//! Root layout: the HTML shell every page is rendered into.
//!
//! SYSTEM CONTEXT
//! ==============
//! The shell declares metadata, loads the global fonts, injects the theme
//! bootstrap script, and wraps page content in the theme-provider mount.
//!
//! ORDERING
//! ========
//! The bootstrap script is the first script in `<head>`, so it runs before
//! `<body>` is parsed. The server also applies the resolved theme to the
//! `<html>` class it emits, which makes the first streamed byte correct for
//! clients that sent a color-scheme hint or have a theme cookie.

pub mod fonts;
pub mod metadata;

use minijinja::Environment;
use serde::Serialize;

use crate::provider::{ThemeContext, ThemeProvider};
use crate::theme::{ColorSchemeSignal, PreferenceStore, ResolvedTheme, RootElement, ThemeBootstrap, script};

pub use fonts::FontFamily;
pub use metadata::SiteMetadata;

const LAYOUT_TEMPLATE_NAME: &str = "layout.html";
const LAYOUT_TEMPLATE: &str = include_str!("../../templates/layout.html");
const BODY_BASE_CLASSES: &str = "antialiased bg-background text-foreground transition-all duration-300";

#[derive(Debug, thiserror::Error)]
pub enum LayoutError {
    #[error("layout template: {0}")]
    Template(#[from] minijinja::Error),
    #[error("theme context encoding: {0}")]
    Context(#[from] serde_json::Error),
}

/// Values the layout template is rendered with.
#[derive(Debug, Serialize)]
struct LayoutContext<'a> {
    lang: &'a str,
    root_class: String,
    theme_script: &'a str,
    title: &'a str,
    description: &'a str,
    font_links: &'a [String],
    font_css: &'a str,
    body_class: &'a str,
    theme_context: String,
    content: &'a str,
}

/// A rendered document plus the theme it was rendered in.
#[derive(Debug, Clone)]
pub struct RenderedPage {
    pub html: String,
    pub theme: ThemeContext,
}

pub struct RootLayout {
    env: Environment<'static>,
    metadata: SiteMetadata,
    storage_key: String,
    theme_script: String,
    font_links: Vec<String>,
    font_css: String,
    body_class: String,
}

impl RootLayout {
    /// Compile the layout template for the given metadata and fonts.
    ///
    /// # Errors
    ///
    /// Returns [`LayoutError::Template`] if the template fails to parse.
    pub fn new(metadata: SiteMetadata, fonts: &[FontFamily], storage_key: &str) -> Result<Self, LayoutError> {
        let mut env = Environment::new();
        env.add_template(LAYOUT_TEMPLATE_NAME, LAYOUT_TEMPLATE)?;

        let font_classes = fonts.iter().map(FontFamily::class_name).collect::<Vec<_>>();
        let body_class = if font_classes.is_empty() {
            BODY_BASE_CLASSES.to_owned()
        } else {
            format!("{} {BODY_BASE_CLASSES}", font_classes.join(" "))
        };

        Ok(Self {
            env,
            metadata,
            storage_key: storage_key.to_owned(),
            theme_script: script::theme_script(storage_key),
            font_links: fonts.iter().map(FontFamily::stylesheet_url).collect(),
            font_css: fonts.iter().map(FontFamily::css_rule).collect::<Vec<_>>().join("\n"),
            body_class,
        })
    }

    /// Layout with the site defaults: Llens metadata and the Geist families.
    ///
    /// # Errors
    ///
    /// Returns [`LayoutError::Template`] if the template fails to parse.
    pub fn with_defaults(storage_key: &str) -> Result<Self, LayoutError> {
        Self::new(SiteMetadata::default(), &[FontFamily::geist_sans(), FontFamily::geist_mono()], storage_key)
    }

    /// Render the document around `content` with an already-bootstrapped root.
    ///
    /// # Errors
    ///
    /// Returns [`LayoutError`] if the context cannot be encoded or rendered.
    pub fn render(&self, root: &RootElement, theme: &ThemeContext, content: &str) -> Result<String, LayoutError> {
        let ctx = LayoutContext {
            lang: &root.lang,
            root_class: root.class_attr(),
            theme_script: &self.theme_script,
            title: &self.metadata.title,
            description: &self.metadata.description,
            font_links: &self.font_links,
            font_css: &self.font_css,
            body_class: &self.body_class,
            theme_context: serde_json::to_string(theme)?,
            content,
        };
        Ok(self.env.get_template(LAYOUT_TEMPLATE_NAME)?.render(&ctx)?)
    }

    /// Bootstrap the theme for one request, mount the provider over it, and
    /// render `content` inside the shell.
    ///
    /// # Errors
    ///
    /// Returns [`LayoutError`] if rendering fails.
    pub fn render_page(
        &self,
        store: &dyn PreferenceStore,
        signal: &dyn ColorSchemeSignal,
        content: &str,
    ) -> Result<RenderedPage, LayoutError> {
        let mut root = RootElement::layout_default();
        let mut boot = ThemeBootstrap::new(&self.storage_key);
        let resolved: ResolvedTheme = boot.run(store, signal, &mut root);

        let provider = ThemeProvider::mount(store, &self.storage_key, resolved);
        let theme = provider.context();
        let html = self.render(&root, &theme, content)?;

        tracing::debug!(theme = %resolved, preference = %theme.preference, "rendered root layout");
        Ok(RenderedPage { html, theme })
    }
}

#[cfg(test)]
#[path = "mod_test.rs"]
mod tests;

Task goal
The whole of the data above must be given again, unaltered and complete.

Task response
//! Root layout: the HTML shell every page is rendered into.
//!
//! SYSTEM CONTEXT
//! ==============
//! The shell declares metadata, loads the global fonts, injects the theme
//! bootstrap script, and wraps page content in the theme-provider mount.
//!
//! ORDERING
//! ========
//! The bootstrap script is the first script in `<head>`, so it runs before
//! `<body>` is parsed. The server also applies the resolved theme to the
//! `<html>` class it emits, which makes the first streamed byte correct for
//! clients that sent a color-scheme hint or have a theme cookie.

pub mod fonts;
pub mod metadata;

use minijinja::Environment;
use serde::Serialize;

use crate::provider::{ThemeContext, ThemeProvider};
use crate::theme::{ColorSchemeSignal, PreferenceStore, ResolvedTheme, RootElement, ThemeBootstrap, script};

pub use fonts::FontFamily;
pub use metadata::SiteMetadata;

const LAYOUT_TEMPLATE_NAME: &str = "layout.html";
const LAYOUT_TEMPLATE: &str = include_str!("../../templates/layout.html");
const BODY_BASE_CLASSES: &str = "antialiased bg-background text-foreground transition-all duration-300";

#[derive(Debug, thiserror::Error)]
pub enum LayoutError {
    #[error("layout template: {0}")]
    Template(#[from] minijinja::Error),
    #[error("theme context encoding: {0}")]
    Context(#[from] serde_json::Error),
}

/// Values the layout template is rendered with.
#[derive(Debug, Serialize)]
struct LayoutContext<'a> {
    lang: &'a str,
    root_class: String,
    theme_script: &'a str,
    title: &'a str,
    description: &'a str,
    font_links: &'a [String],
    font_css: &'a str,
    body_class: &'a str,
    theme_context: String,
    content: &'a str,
}

/// A rendered document plus the theme it was rendered in.
#[derive(Debug, Clone)]
pub struct RenderedPage {
    pub html: String,
    pub theme: ThemeContext,
}

pub struct RootLayout {
    env: Environment<'static>,
    metadata: SiteMetadata,
    storage_key: String,
    theme_script: String,
    font_links: Vec<String>,
    font_css: String,
    body_class: String,
}

impl RootLayout {
    /// Compile the layout template for the given metadata and fonts.
    ///
    /// # Errors
    ///
    /// Returns [`LayoutError::Template`] if the template fails to parse.
    pub fn new(metadata: SiteMetadata, fonts: &[FontFamily], storage_key: &str) -> Result<Self, LayoutError> {
        let mut env = Environment::new();
        env.add_template(LAYOUT_TEMPLATE_NAME, LAYOUT_TEMPLATE)?;

        let font_classes = fonts.iter().map(FontFamily::class_name).collect::<Vec<_>>();
        let body_class = if font_classes.is_empty() {
            BODY_BASE_CLASSES.to_owned()
        } else {
            format!("{} {BODY_BASE_CLASSES}", font_classes.join(" "))
        };

        Ok(Self {
            env,
            metadata,
            storage_key: storage_key.to_owned(),
            theme_script: script::theme_script(storage_key),
            font_links: fonts.iter().map(FontFamily::stylesheet_url).collect(),
            font_css: fonts.iter().map(FontFamily::css_rule).collect::<Vec<_>>().join("\n"),
            body_class,
        })
    }

    /// Layout with the site defaults: Llens metadata and the Geist families.
    ///
    /// # Errors
    ///
    /// Returns [`LayoutError::Template`] if the template fails to parse.
    pub fn with_defaults(storage_key: &str) -> Result<Self, LayoutError> {
        Self::new(SiteMetadata::default(), &[FontFamily::geist_sans(), FontFamily::geist_mono()], storage_key)
    }

    /// Render the document around `content` with an already-bootstrapped root.
    ///
    /// # Errors
    ///
    /// Returns [`LayoutError`] if the context cannot be encoded or rendered.
    pub fn render(&self, root: &RootElement, theme: &ThemeContext, content: &str) -> Result<String, LayoutError> {
        let ctx = LayoutContext {
            lang: &root.lang,
            root_class: root.class_attr(),
            theme_script: &self.theme_script,
            title: &self.metadata.title,
            description: &self.metadata.description,
            font_links: &self.font_links,
            font_css: &self.font_css,
            body_class: &self.body_class,
            theme_context: serde_json::to_string(theme)?,
            content,
        };
        Ok(self.env.get_template(LAYOUT_TEMPLATE_NAME)?.render(&ctx)?)
    }

    /// Bootstrap the theme for one request, mount the provider over it, and
    /// render `content` inside the shell.
    ///
    /// # Errors
    ///
    /// Returns [`LayoutError`] if rendering fails.
    pub fn render_page(
        &self,
        store: &dyn PreferenceStore,
        signal: &dyn ColorSchemeSignal,
        content: &str,
    ) -> Result<RenderedPage, LayoutError> {
        let mut root = RootElement::layout_default();
        let mut boot = ThemeBootstrap::new(&self.storage_key);
        let resolved: ResolvedTheme = boot.run(store, signal, &mut root);

        let provider = ThemeProvider::mount(store, &self.storage_key, resolved);
        let theme = provider.context();
        let html = self.render(&root, &theme, content)?;

        tracing::debug!(theme = %resolved, preference = %theme.preference, "rendered root layout");
        Ok(RenderedPage { html, theme })
    }
}

#[cfg(test)]
#[path = "mod_test.rs"]
mod tests;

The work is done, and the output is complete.